Ultimately, Charlie7 knew he would miss humanity. He’d missed it for so long that he’d forgotten what real flesh-and-blood people were like. Earth was about to explode with a population of lab-grown infants. Time would fly, and before long, they would be populating the planet the old-fashioned way.
A new Renaissance in culture was on the horizon. Without basic needs to fulfill, these next generations of humans would pour heart and soul into music, art, and entertainment. For the first time in forever, new media wouldn’t be rehashed garbage.
If there was one glaring error Charlie7 had made in his selections for Project Transhuman scans, it was that nobody had
any particular talent in the arts. Six more hard science types added to the mixing pool wasn’t going to change any of that.
Charlie7 strolled over to his parked spaceroamer and climbed inside.
If there was one overriding factor that drove him back to Earth, it was Eve. Depending on advancements in medical science along the way, she might have anywhere from sixty to a hundred years left to live. Possibly, some quantum leap might extend biological human life longer than that, but that was a foolish gamble to take.
Charlie7 wanted to see that life. The elder stateswoman of the Second Human Era would be history from birth to death. Humans a thousand years from now would speak about her in hushed and reverent tones. In ten thousand years, her name would still be known.
“Can’t miss that.”
The spaceroamer’s engine was silent above the Martian atmosphere’s upper reaches. So mighty was Olympus Mons that it stood apart from the rest of the planet. Its peak became an island in a sea of carbon dioxide. Charlie7 lifted off and set a course for Earth.
As the acceleration pressed him against the seat, Charlie7 tried to imagine what a return to Earth held in store for him.
Committee hearings—certainly.
Questions—by the transorbital load.
Accusations—aplenty and ranging from the justified to the paranoid.

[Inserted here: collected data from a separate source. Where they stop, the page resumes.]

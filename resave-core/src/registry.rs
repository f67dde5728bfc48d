//! Session-scoped identifier interning and resolution.
//!
//! One [`IdRegistry`] exists per load. Every decoder that meets an EID or a
//! RefID goes through it, so the same raw value always produces the same
//! canonical handle, and the header phase of the Papyrus snapshot records in
//! it which table defines each EID. Variables then resolve their referent
//! through [`IdRegistry::resolve`] while they are being constructed.
//!
//! The registry is `!Sync`.

use std::cell::Cell;
use std::collections::hash_map::Entry;
use std::collections::HashMap;
use std::marker::PhantomData;

use bitflags::bitflags;
use serde::Serialize;

use crate::cursor::ByteCursor;
use crate::error::FormatError;
use crate::ids::{Eid, EidWidth, RefId};

/// Which table defines an EID.
#[derive(Debug, Clone, Copy, PartialEq, Eq, Hash, Serialize, strum::Display)]
pub enum EidKind {
    ScriptInstance,
    Reference,
    StructInstance,
    Array,
    ActiveScript,
}

impl EidKind {
    fn flag(self) -> EidKinds {
        match self {
            EidKind::ScriptInstance => EidKinds::SCRIPT_INSTANCE,
            EidKind::Reference => EidKinds::REFERENCE,
            EidKind::StructInstance => EidKinds::STRUCT_INSTANCE,
            EidKind::Array => EidKinds::ARRAY,
            EidKind::ActiveScript => EidKinds::ACTIVE_SCRIPT,
        }
    }
}

bitflags! {
    /// Every table that defines an EID.
    #[derive(PartialEq, Eq, Hash, Debug, Clone, Copy, Default)]
    pub struct EidKinds: u8 {
        const SCRIPT_INSTANCE = 1 << 0;
        const REFERENCE = 1 << 1;
        const STRUCT_INSTANCE = 1 << 2;
        const ARRAY = 1 << 3;
        /// Active scripts number their threads apart from the heap tables.
        const ACTIVE_SCRIPT = 1 << 4;
    }
}

/// Where a reference-typed value points, as far as this load can tell.
#[derive(Debug, Clone, Copy, PartialEq, Eq, Hash, Serialize)]
pub enum Referent {
    /// The id was zero: an explicit "none".
    Null,
    /// The id is not defined by any table. Legal, and final.
    Undefined,
    ScriptInstance,
    Reference,
    StructInstance,
    Array,
}

impl Referent {
    pub fn is_found(self) -> bool {
        !matches!(self, Referent::Null | Referent::Undefined)
    }
}

/// Where a RefID has been seen.
#[derive(Debug, Default, Clone, Copy, PartialEq, Eq)]
pub struct RefIdUse {
    pub change_form: bool,
    pub papyrus: bool,
    pub global_data: bool,
}

#[derive(Debug, Clone, Copy)]
struct EidEntry {
    eid: Eid,
    defined: EidKinds,
}

#[derive(Debug)]
pub struct IdRegistry {
    width: EidWidth,
    eids: HashMap<(u64, EidWidth), EidEntry>,
    ref_ids: HashMap<u32, (RefId, RefIdUse)>,
    duplicate_definitions: usize,
    _not_sync: PhantomData<Cell<()>>,
}

impl IdRegistry {
    pub fn new(width: EidWidth) -> Self {
        Self {
            width,
            eids: HashMap::new(),
            ref_ids: HashMap::new(),
            duplicate_definitions: 0,
            _not_sync: PhantomData,
        }
    }

    /// Default EID width for this session.
    pub fn eid_width(&self) -> EidWidth {
        self.width
    }

    /// Canonical EID for a raw value at the session width.
    pub fn intern_eid(&mut self, raw: u64) -> Eid {
        self.intern_eid_with(raw, self.width)
    }

    /// Canonical EID for a raw value that is always stored as 32 bits
    /// (active scripts and suspended stacks).
    pub fn intern_eid32(&mut self, raw: u32) -> Eid {
        self.intern_eid_with(raw as u64, EidWidth::W32)
    }

    fn intern_eid_with(&mut self, raw: u64, width: EidWidth) -> Eid {
        self.eids
            .entry((raw, width))
            .or_insert_with(|| EidEntry {
                eid: Eid::new(raw, width),
                defined: EidKinds::empty(),
            })
            .eid
    }

    pub fn read_eid(&mut self, cursor: &mut ByteCursor<'_>) -> Result<Eid, FormatError> {
        let raw = Eid::read_raw(cursor, self.width)?;
        Ok(self.intern_eid(raw))
    }

    pub fn read_eid32(&mut self, cursor: &mut ByteCursor<'_>) -> Result<Eid, FormatError> {
        let raw = cursor.read_u32()?;
        Ok(self.intern_eid32(raw))
    }

    /// Record that `eid` is defined by a table of `kind`. Every defining
    /// table is kept. Returns `false` if a heap table already defined it.
    pub fn define(&mut self, eid: Eid, kind: EidKind) -> bool {
        let entry = self
            .eids
            .entry((eid.raw(), eid.width()))
            .or_insert(EidEntry { eid, defined: EidKinds::empty() });
        let heap = entry.defined - EidKinds::ACTIVE_SCRIPT;
        let fresh = kind == EidKind::ActiveScript || heap.is_empty();
        if !fresh {
            self.duplicate_definitions += 1;
            log::warn!("EID {} defined twice ({:?} then {})", eid, heap, kind);
        }
        entry.defined |= kind.flag();
        fresh
    }

    /// Every table that defines `eid`.
    pub fn kinds_of(&self, eid: Eid) -> EidKinds {
        self.eids
            .get(&(eid.raw(), eid.width()))
            .map_or(EidKinds::empty(), |e| e.defined)
    }

    /// Resolve an object reference: script instance, then world reference,
    /// then struct instance. Zero is [`Referent::Null`]; anything else that is
    /// not defined is [`Referent::Undefined`].
    pub fn resolve(&self, eid: Eid) -> Referent {
        if eid.is_zero() {
            return Referent::Null;
        }
        let kinds = self.kinds_of(eid);
        if kinds.contains(EidKinds::SCRIPT_INSTANCE) {
            Referent::ScriptInstance
        } else if kinds.contains(EidKinds::REFERENCE) {
            Referent::Reference
        } else if kinds.contains(EidKinds::STRUCT_INSTANCE) {
            Referent::StructInstance
        } else {
            Referent::Undefined
        }
    }

    /// Resolve an array handle.
    pub fn resolve_array(&self, eid: Eid) -> Referent {
        if eid.is_zero() {
            return Referent::Null;
        }
        if self.kinds_of(eid).contains(EidKinds::ARRAY) {
            Referent::Array
        } else {
            Referent::Undefined
        }
    }

    pub fn eid_count(&self) -> usize {
        self.eids.len()
    }

    pub fn duplicate_definitions(&self) -> usize {
        self.duplicate_definitions
    }

    /// Canonical RefID for a raw 24-bit value.
    pub fn intern_ref_id(&mut self, raw: u32) -> RefId {
        let r = RefId::new(raw);
        match self.ref_ids.entry(r.raw()) {
            Entry::Occupied(e) => e.get().0,
            Entry::Vacant(e) => e.insert((r, RefIdUse::default())).0,
        }
    }

    pub fn read_ref_id(&mut self, cursor: &mut ByteCursor<'_>) -> Result<RefId, FormatError> {
        let raw = cursor.read_u24_be()?;
        Ok(self.intern_ref_id(raw))
    }

    pub(crate) fn note_ref_id(&mut self, r: RefId, mark: impl FnOnce(&mut RefIdUse)) {
        if let Some((_, uses)) = self.ref_ids.get_mut(&r.raw()) {
            mark(uses);
        }
    }

    pub fn ref_id_use(&self, r: RefId) -> Option<RefIdUse> {
        self.ref_ids.get(&r.raw()).map(|(_, u)| *u)
    }

    pub fn ref_id_count(&self) -> usize {
        self.ref_ids.len()
    }
}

A warm welcome—possibly and from fewer than he would probably like.
Danger?
Charlie7 smirked, one of the few motions he was capable of under the extreme forces holding his chassis to the pilot’s chair. If someone decided they’d had enough of Charlie7 and wanted to delete him… well, there was an upload rig buried deep in one of Dale2’s old vaults that had been repurposed to awaken a backup Charlie7 if it didn’t hear from him in the next month.
Backup. Duplication. Recovery.
It was the way of a people who knew they were software with consciousness. Charlie7 had let robotkind have their delusions of entrapped humanity, but he knew exactly what he was.